Os marujos rebeldes que fundaram o "país" menos populoso do mundo
Ilhas Pitcairn
(território britânico ultramarino)
24º40'S, 128º32'O
O Motim no Bounty é a mais famosa rebelião da mais importante Marinha da história, e as artes não nos deixam esquecê-lo. Lorde Byron e Mark Twain escreveram sobre o tema. A cada geração ele é renovado no cinema. Clark Gable (1935), Marlon Brando (1962) e Mel Gibson (1984) já interpretaram Fletcher Christian, o líder do levante.
O resumo da refrega: em 1789, o nobre Christian e seus amotinados expulsaram o comandante do navio, o tenente (e plebeu) William Bligh. Largado no meio do Pacífico, Bligh sobreviveu à volta para a Inglaterra, e a saga teve novos e deliciosos desdobramentos (sugiro o livro O Motim no Bounty – A História Trágica de um Confronto em Alto-Mar, de Caroline Alexander).
Christian queria retornar ao Taiti, onde a tripulação havia permanecido por cinco meses, entretida por música, tatuagens e danças sensuais. Mas a ilha não era um paraíso idílico, e os britânicos tinham também seus desafetos.
Christian e seus seguidores decidiram, então, procurar um refúgio mais seguro. Levaram consigo alguns aliados nativos e suas esposas — muitos europeus haviam se apaixonado durante a temporada taitiana, o que seria um dos motivos para o motim. Ainda assim, as mulheres não foram informadas do plano.
O grupo chegou sem querer à pequena ilha de Pitcairn, de 47 km² (o equivalente à área urbana de Cabo Frio, RJ). As cartas náuticas da época erraram sua localização, então os amotinados estariam seguros, longe dos tribunais navais do império. Pitcairn era praticamente uma ilha fantasma, invisível no mapa. Deu certo e, por quase 20 anos, eles ficaram incógnitos.

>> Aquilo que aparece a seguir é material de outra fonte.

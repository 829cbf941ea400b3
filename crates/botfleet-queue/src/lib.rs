// SPDX-FileCopyrightText: 2026 Botfleet Contributors
// SPDX-License-Identifier: MIT OR Apache-2.0

//! Task runtime for the botfleet platform.
//!
//! Named queues with independent concurrency, late acks, exponential
//! backoff with jitter, idempotency keys and a dead-letter sink. Tasks
//! are plain JSON payloads dispatched to registered handlers; the
//! storage crate provides the crash-safe queue table underneath.

pub mod runtime;
pub mod task;

pub use runtime::{TaskHandler, TaskRegistry, WorkerPools};
pub use task::{backoff_delay_secs, EnqueueOptions, QueueName, TaskQueue};
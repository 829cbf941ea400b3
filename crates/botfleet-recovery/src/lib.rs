// SPDX-FileCopyrightText: 2026 Botfleet Contributors
// SPDX-License-Identifier: MIT OR Apache-2.0

//! Inactivity recovery subsystem.
//!
//! The watchdog schedules a `check_inactive` task whenever a user is
//! active; the task re-validates the inactivity version, mints an
//! episode and chains `send_recovery_step` tasks at wall-clock times
//! computed from each step's schedule expression in the campaign
//! timezone. Any user activity bumps the version and every in-flight
//! task aborts at its first guard without side effects.

pub mod schedule;
pub mod service;

pub use schedule::{next_occurrence, parse_schedule, ScheduleExpr};
pub use service::{
    CheckInactivePayload, RecoveryService, SendStepPayload, StepPlan, CHECK_INACTIVE_TASK,
    SEND_RECOVERY_STEP_TASK,
};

Queimaram o Bounty, ergueram casas, recomeçaram a vida. Mas o paraíso, de novo, não veio. Nos primeiros anos, houve conflitos entre os ingleses e os taitianos. As mulheres, tratadas promiscuamente pelos europeus, pediram ajuda aos conterrâneos. As brigas esquentaram até que, em 1794, Christian e outros companheiros morreram.
O feito mais incrível desses marinheiros rebeldes, porém, já estava garantido. Os filhos dos britânicos com as taitianas deram início a uma linhagem anglopolinésia que resiste até hoje com cultura e língua próprias.
Em 1800, o único inglês sobrevivente, Alexander Smith, assumiu o controle de Pitcairn. O isolamento seria interrompido em 1808, quando um navio americano caçador de focas chegou à ilha. Os filhos da improvável união viveram em Pitcairn até 1856, quando a superpopulação forçou a migração dos 194 habitantes. Procuraram uma ilha desabitada e maior. Acharam Norfolk, uma colônia penal desativada que tinha animais domesticados e estradas. A rainha Vitória, que simpatizava com os descendentes, autorizou que um navio os transportasse ao local, que hoje pertence à Austrália.
Hoje, dos cerca de 2 mil habitantes, metade descende dos amotinados. Eles falam norfuk, uma mistura de inglês do século 18 com taitiano (é uma variante do pitkern, de Pitcairn). "Como vai?" é "Watawieh". Eu entrevistei um descendente de Christian e habitante da ilha, que me disse, à época, que a vida era boa. "Comemos banana frita, dançamos hula ao som do ukelele. Todos têm casa e emprego."
Em Pitcairn, para onde alguns descendentes voltaram em 1864, vivem cerca de 50 pessoas, o que faz dela a jurisdição menos populosa do mundo. Fora a lonjura. O pedaço de terra mais próximo é Mangareva, na Polinésia Francesa, a 540 km. A leste, lá se vão quase 2 mil km para se chegar à Ilha de Páscoa.
Tanto Norfolk quanto Pitcairn mantêm a memória do motim com festas e feriados. Pitcairn, juntamente com outras três ilhas desabitadas (uma delas, Henderson, é patrimônio natural da Unesco), é hoje território ultramarino britânico, assim como Bermudas, Ilhas Cayman ou Turks e Caicos. Mas só lá você vai poder treinar seu pitkern.
Vale dar um zoom menos no mapa para ver o tamanho da encrenca.